67) The Internal Enemy: Slavery and War in Virginia, 1772-1832 by Alan Taylor
The 2014 Pulitzer Prize winner for History focuses on a little-known side of one of America's lesser-known wars, the War of 1812, and how Virginian slaves escaped to British ships during Britain's naval raids in the Chesapeake. An illuminating look at the American South a few decades after the Revolution and before the Civil War, not to mention British and American concepts of freedom.
68) The Serpent Garden by Judith Merkle Riley
I adore Riley's Margaret of Ashbury trilogy--in fact, it's one of my comfort re-reads--but I'd never read any of her other books before. This book, set early in the reign of Henry VIII, was enjoyable but not as good as the Margaret books. I felt like it focused too much on the plot and the various villains dabbling in demonology and court intrigue and not enough on the protagonist, who as a result didn't seem as alive and compelling as Margaret. (Incidentally, I'd class it as more historical fantasy than historical fiction, since the supernatural is even more unambiguous and prominent than in the Margaret books.)
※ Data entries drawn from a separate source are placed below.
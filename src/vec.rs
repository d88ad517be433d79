//! Vector types and traits for the solver.

use crate::float::Float;
use core::ops::{Add, Sub, Neg};

/// Trait for vector types used by the solver and the smoothing filter.
///
/// Abstracts over dimensionality (1D, 2D) so the low-pass filter is
/// written once for both the scalar and the planar case.
pub trait Vec:
    Copy
    + Clone
    + Add<Output = Self>
    + Sub<Output = Self>
    + Neg<Output = Self>
    + PartialEq
    + Default
    + core::fmt::Debug
{
    /// The scalar (float) type for this vector.
    type Scalar: Float;

    /// Zero vector.
    fn zero() -> Self;

    /// Vector with all components set to the same value.
    ///
    /// The explicit form of scalar-to-vector broadcast: `v + Self::splat(s)`
    /// instead of an untyped vector-or-number overload.
    fn splat(value: Self::Scalar) -> Self;

    /// Dot product.
    fn dot(self, other: Self) -> Self::Scalar;

    /// Squared length (avoids sqrt).
    fn length_sq(self) -> Self::Scalar {
        self.dot(self)
    }

    /// Length (magnitude).
    fn length(self) -> Self::Scalar {
        self.length_sq().sqrt()
    }

    /// Scale all components by a scalar.
    fn scale(self, s: Self::Scalar) -> Self;

    /// Distance between two points.
    fn distance(self, other: Self) -> Self::Scalar {
        (self - other).length()
    }

    /// Linear interpolation between self and other.
    fn lerp(self, other: Self, t: Self::Scalar) -> Self {
        self + (other - self).scale(t)
    }
}

// --------------------------------------------------------------------------
// Scalar<F> — 1D wrapper
// --------------------------------------------------------------------------

/// 1D "vector" — a scalar value implementing the Vec trait.
///
/// Useful for smoothing a single channel (e.g., one pointer axis).
#[derive(Copy, Clone, Debug, Default, PartialEq)]
pub struct Scalar<F: Float>(pub F);

impl<F: Float> Add for Scalar<F> {
    type Output = Self;
    fn add(self, rhs: Self) -> Self { Scalar(self.0 + rhs.0) }
}

impl<F: Float> Sub for Scalar<F> {
    type Output = Self;
    fn sub(self, rhs: Self) -> Self { Scalar(self.0 - rhs.0) }
}

impl<F: Float> Neg for Scalar<F> {
    type Output = Self;
    fn neg(self) -> Self { Scalar(-self.0) }
}

impl<F: Float> Vec for Scalar<F> {
    type Scalar = F;
    fn zero() -> Self { Scalar(F::zero()) }
    fn splat(value: F) -> Self { Scalar(value) }
    fn dot(self, other: Self) -> F { self.0 * other.0 }
    fn scale(self, s: F) -> Self { Scalar(self.0 * s) }
}

// --------------------------------------------------------------------------
// Vec2<F> — 2D vector
// --------------------------------------------------------------------------

/// 2D point/vector — the coordinate type the chain solver works in.
#[derive(Copy, Clone, Debug, Default, PartialEq)]
pub struct Vec2<F: Float> {
    pub x: F,
    pub y: F,
}

impl<F: Float> Vec2<F> {
    /// Create a new 2D vector.
    pub fn new(x: F, y: F) -> Self { Vec2 { x, y } }

    /// Unit vector at the given angle (radians, from the positive x-axis).
    pub fn from_angle(angle: F) -> Self {
        Vec2 { x: angle.cos(), y: angle.sin() }
    }

    /// Angle of this vector (radians, via atan2).
    pub fn angle(self) -> F {
        F::atan2(self.y, self.x)
    }

    /// Perpendicular vector (rotated 90 degrees counter-clockwise).
    pub fn perp(self) -> Self {
        Vec2 { x: -self.y, y: self.x }
    }
}

impl<F: Float> Add for Vec2<F> {
    type Output = Self;
    fn add(self, rhs: Self) -> Self { Vec2 { x: self.x + rhs.x, y: self.y + rhs.y } }
}

impl<F: Float> Sub for Vec2<F> {
    type Output = Self;
    fn sub(self, rhs: Self) -> Self { Vec2 { x: self.x - rhs.x, y: self.y - rhs.y } }
}

impl<F: Float> Neg for Vec2<F> {
    type Output = Self;
    fn neg(self) -> Self { Vec2 { x: -self.x, y: -self.y } }
}

impl<F: Float> Vec for Vec2<F> {
    type Scalar = F;
    fn zero() -> Self { Vec2 { x: F::zero(), y: F::zero() } }
    fn splat(value: F) -> Self { Vec2 { x: value, y: value } }
    fn dot(self, other: Self) -> F { self.x * other.x + self.y * other.y }
    fn scale(self, s: F) -> Self { Vec2 { x: self.x * s, y: self.y * s } }
}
69) Dare to Kiss by Jo Beverley
A short novella set in Beverley's Georgian Malloren world about a widow and her five children taken in on a freezing winter night by a reclusive bachelor. She has a scandalous past, and his reclusiveness springs from a physical deformity, and I liked that both the scandal and the deformity are REAL, and not a case of her being falsely accused nor him having scars he thinks are disfiguring but that many women would find sexy.